First of all, I keep saying don’t call this an icebreaker. I would invite you to re-label it as connection before content. It’s a really really powerful phrase and the entire idea behind it is that connection before content goes beyond what an icebreaker does.
Connection Before Content
It does connect people to each other which an icebreaker should do a good one anyway. But connection before content also connects to the purpose of why you’re actually there. First of all, I’m on a secret mission to gently eradicate the word icebreaker from the world’s lexicon. Because words like icebreaker and team building and things like that can give your group hives. You can think about it. If you’re going to be leading it but I wouldn’t recommend using that to start a meeting to say, “Hey, everybody! Let’s get together before we get started. Let’s do an icebreaker.” Because immediately you’re going to turn some people off. You may turn some people on but probably the majority are going to be like… As opposed to connection before content has this more intentional framing, more intentional idea.
The second idea that i’ll share with you is an invitation to do something that creates shielded discussion. This is something that one of my favorite facilitators named Jen Stanfield calls shielded discussion. It’s the idea that using some sort of a prompt or prop in between you and the other person to create this shield of, “Oh, I said it because the card allowed me to. I said it because the facilitator allowed me to.” I’ve spent a whole bunch of time creating one of these tools for shielded discussion.They’re called We! Connect Cards. It’s a deck of questions that are really brain-friendly and help people understand each other better and get to know each other in a really non-threatening way. The questions have been honed over the course of two years to be really open questions inviting not create a lot of judgment, etc. This would be a really pitchy video if I was just product placing like this. I believe everybody should have access to these questions and not just people who can or do pay for the deck. In the link description below, there is a link to weand.me/free. You can download 25 of the questions digitally for free for zero dollars and zero cents to use with your group.
Now, one of the benefits of the questions is that they’re color-coded. So a really good icebreaker should be non-threatening and provide people choice in how they engage in conversation. As you’re thinking about this, giving people the option of choosing a blue card purple card or green card is a really useful tool to be able to actually break the ice in a way that’s at everybody’s comfort level. You may have somebody who’s gung-ho ready for a blue question and you might have somebody else who’s happy to just kind of answer a green question. You can if you’re going to use them digitally in a virtual meeting you can invite people you can send people the link to the virtual cards. Invite people to choose a question they want to answer and then go around the room and share. So much more powerful than you giving a question to the group as the leader where there’s like a little power dynamic. So much better than you giving a question and kind of making everybody answer the question.

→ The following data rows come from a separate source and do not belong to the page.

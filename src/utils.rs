/// Utility functions and helpers
///
/// Per-client request accounting, formatting helpers for logs and
/// command-line output, and test logger setup.

use std::fmt::Write;
use std::time::{Duration, Instant};

use log::trace;

use crate::error::{ModbusError, ModbusResult};

/// Outcome and latency counters for the requests of one client
#[derive(Debug, Clone, Default, PartialEq, Eq)]
pub struct PerformanceMetrics {
    pub total_requests: u64,
    pub successful_requests: u64,
    pub failed_requests: u64,
    /// Failed requests whose response window expired
    pub timed_out_requests: u64,
    pub total_duration: Duration,
    /// Fastest successful request
    pub min_duration: Option<Duration>,
    /// Slowest successful request
    pub max_duration: Option<Duration>,
}

impl PerformanceMetrics {
    pub fn new() -> Self {
        Self::default()
    }

    /// Account for one finished request
    pub fn record<T>(&mut self, outcome: &ModbusResult<T>, duration: Duration) {
        self.total_requests += 1;
        self.total_duration += duration;

        match outcome {
            Ok(_) => {
                self.successful_requests += 1;
                self.min_duration = Some(self.min_duration.map_or(duration, |min| min.min(duration)));
                self.max_duration = Some(self.max_duration.map_or(duration, |max| max.max(duration)));
            }
            Err(ModbusError::Timeout { .. }) => {
                self.failed_requests += 1;
                self.timed_out_requests += 1;
            }
            Err(_) => self.failed_requests += 1,
        }
    }

    /// Mean duration over all recorded requests
    pub fn average_duration(&self) -> Option<Duration> {
        u32::try_from(self.total_requests)
            .ok()
            .and_then(|count| self.total_duration.checked_div(count))
    }

    /// Get success rate as percentage
    pub fn success_rate(&self) -> f64 {
        if self.total_requests == 0 {
            return 0.0;
        }
        (self.successful_requests as f64 / self.total_requests as f64) * 100.0
    }
}

/// Wall-clock timer around one request
pub struct OperationTimer {
    start: Instant,
    operation_name: String,
}

impl OperationTimer {
    pub fn start(operation_name: impl Into<String>) -> Self {
        let operation_name = operation_name.into();
        trace!("Starting {}", operation_name);
        Self {
            start: Instant::now(),
            operation_name,
        }
    }

    /// Stop the timer and return duration
    pub fn stop(self) -> Duration {
        let duration = self.start.elapsed();
        trace!("{} finished in {:?}", self.operation_name, duration);
        duration
    }
}

/// Formatting and display utilities
pub mod format {
    use super::*;

    /// Format bytes as space-separated uppercase hex pairs
    pub fn bytes_to_hex(bytes: &[u8]) -> String {
        let mut out = String::with_capacity(bytes.len() * 3);
        for (i, byte) in bytes.iter().enumerate() {
            if i > 0 {
                out.push(' ');
            }
            let _ = write!(out, "{:02X}", byte);
        }
        out
    }

    /// Format register values as hex; unparsed (`-1`) values print as `????`
    pub fn registers_to_hex(registers: &[i32]) -> String {
        registers
            .iter()
            .map(|&r| u16::try_from(r).map_or_else(|_| "????".to_string(), |r| format!("{:04X}", r)))
            .collect::<Vec<_>>()
            .join(" ")
    }

    /// Format duration in a human-readable way
    pub fn format_duration(duration: Duration) -> String {
        match duration.as_millis() {
            ms @ 0..=999 => format!("{}ms", ms),
            1_000..=59_999 => format!("{:.2}s", duration.as_secs_f64()),
            ms => format!("{}m {:.1}s", ms / 60_000, (ms % 60_000) as f64 / 1000.0),
        }
    }

    /// Format a client's metrics as a small tree
    pub fn format_metrics(metrics: &PerformanceMetrics) -> String {
        let or_na = |duration: Option<Duration>| duration.map_or_else(|| "N/A".to_string(), format_duration);
        format!(
            "Requests: {}\n\
             ├─ Successful: {} ({:.1}%)\n\
             ├─ Failed: {} ({} timed out)\n\
             ├─ Average: {}\n\
             └─ Fastest / slowest: {} / {}",
            metrics.total_requests,
            metrics.successful_requests,
            metrics.success_rate(),
            metrics.failed_requests,
            metrics.timed_out_requests,
            or_na(metrics.average_duration()),
            or_na(metrics.min_duration),
            or_na(metrics.max_duration),
        )
    }
}

/// Logging utilities
pub mod logging {
    /// Initialize simple logger for testing
    pub fn init_test_logger() {
        let _ = env_logger::builder()
            .filter_level(log::LevelFilter::Debug)
            .is_test(true)
            .try_init();
    }
}

#[cfg(test)]
mod tests {
    use super::*;

    #[test]
    fn test_metrics_record_outcomes() {
        let mut metrics = PerformanceMetrics::new();
        assert_eq!(metrics.average_duration(), None);

        metrics.record(&Ok(()), Duration::from_millis(100));
        metrics.record(&Ok(()), Duration::from_millis(200));
        metrics.record::<()>(&Err(ModbusError::timeout("read response", 150)), Duration::from_millis(150));
        metrics.record::<()>(&Err(ModbusError::protocol("invalid request")), Duration::from_millis(150));

        assert_eq!(metrics.total_requests, 4);
        assert_eq!(metrics.successful_requests, 2);
        assert_eq!(metrics.failed_requests, 2);
        assert_eq!(metrics.timed_out_requests, 1);
        assert_eq!(metrics.average_duration(), Some(Duration::from_millis(150)));
        assert_eq!(metrics.min_duration, Some(Duration::from_millis(100)));
        assert_eq!(metrics.max_duration, Some(Duration::from_millis(200)));
        assert_eq!(metrics.success_rate(), 50.0);
    }

    #[test]
    fn test_formatting() {
        assert_eq!(format::bytes_to_hex(&[0x01, 0x03, 0x10, 0xFF]), "01 03 10 FF");
        assert_eq!(format::bytes_to_hex(&[]), "");
        assert_eq!(format::registers_to_hex(&[0x1234, -1, 0xAA]), "1234 ???? 00AA");
        assert_eq!(format::format_duration(Duration::from_millis(1500)), "1.50s");
        assert_eq!(format::format_duration(Duration::from_millis(42)), "42ms");
        assert_eq!(format::format_duration(Duration::from_millis(61_500)), "1m 1.5s");
    }

    #[test]
    fn test_format_metrics() {
        let mut metrics = PerformanceMetrics::new();
        assert!(format::format_metrics(&metrics).contains("Fastest / slowest: N/A / N/A"));

        metrics.record(&Ok(()), Duration::from_millis(20));
        let table = format::format_metrics(&metrics);
        assert!(table.starts_with("Requests: 1"));
        assert!(table.contains("Successful: 1 (100.0%)"));
        assert!(table.contains("Failed: 0 (0 timed out)"));
    }

    #[test]
    fn test_timer_reports_elapsed() {
        logging::init_test_logger();
        let timer = OperationTimer::start("noop");
        std::thread::sleep(Duration::from_millis(2));
        assert!(timer.stop() >= Duration::from_millis(2));
    }
}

Icebreakers ideally shouldn’t make anybody do anything.
It should create an invitation that people are like, “Yeah, it’s actually kind of cool.” There’s a couple framings to help you open with an ice breaker. What I love to do is give you one of my absolute all-time favorite prompts that is good in just about every single scenario. It‘s a fill in the blank question. The reason it’s good in every scenario is because you can invite your group or you can fill in the blank to meet your context. Take this question right here, write it down on a sticky note. Put it somewhere where you’re not going to forget it.
What is one of your favorite stories about ___ –camping, work, kids, fill in that blank with basically anything and it immediately invites the group to share a story. And there is something psychologically when we start sharing stories. People all of a sudden tune in. All of a sudden, really interested in listening to what is going on. If you can use a prompt and ideally any icebreaker question invites people to share a story a perspective or an experience. You shouldn’t be an icebreaker is not like you know shared data that you learned on blah, blah, blah, blah. Alright?
An ice breaker is something from somebody’s lifetime of ungoogleable experience. Their trove of knowledge that you can bring forward. I hope some of these questions help you in the We! Connect Cards deck. If you uh want in that link below as well, there is a free excerpt to the book Ask Powerful Questions Create Conversations That Matter. And that offers some other tools mindsets there’s questions throughout. But also the techniques of how to be a really phenomenal conversational leader.
I think if you’re if you’re watching this video and you’re interested in how to open a meeting with an ice breaker, you’re probably really interested in being able to lead a conversation with intent to promote and create meaningful engagement rather than just pointless activity to break the ice.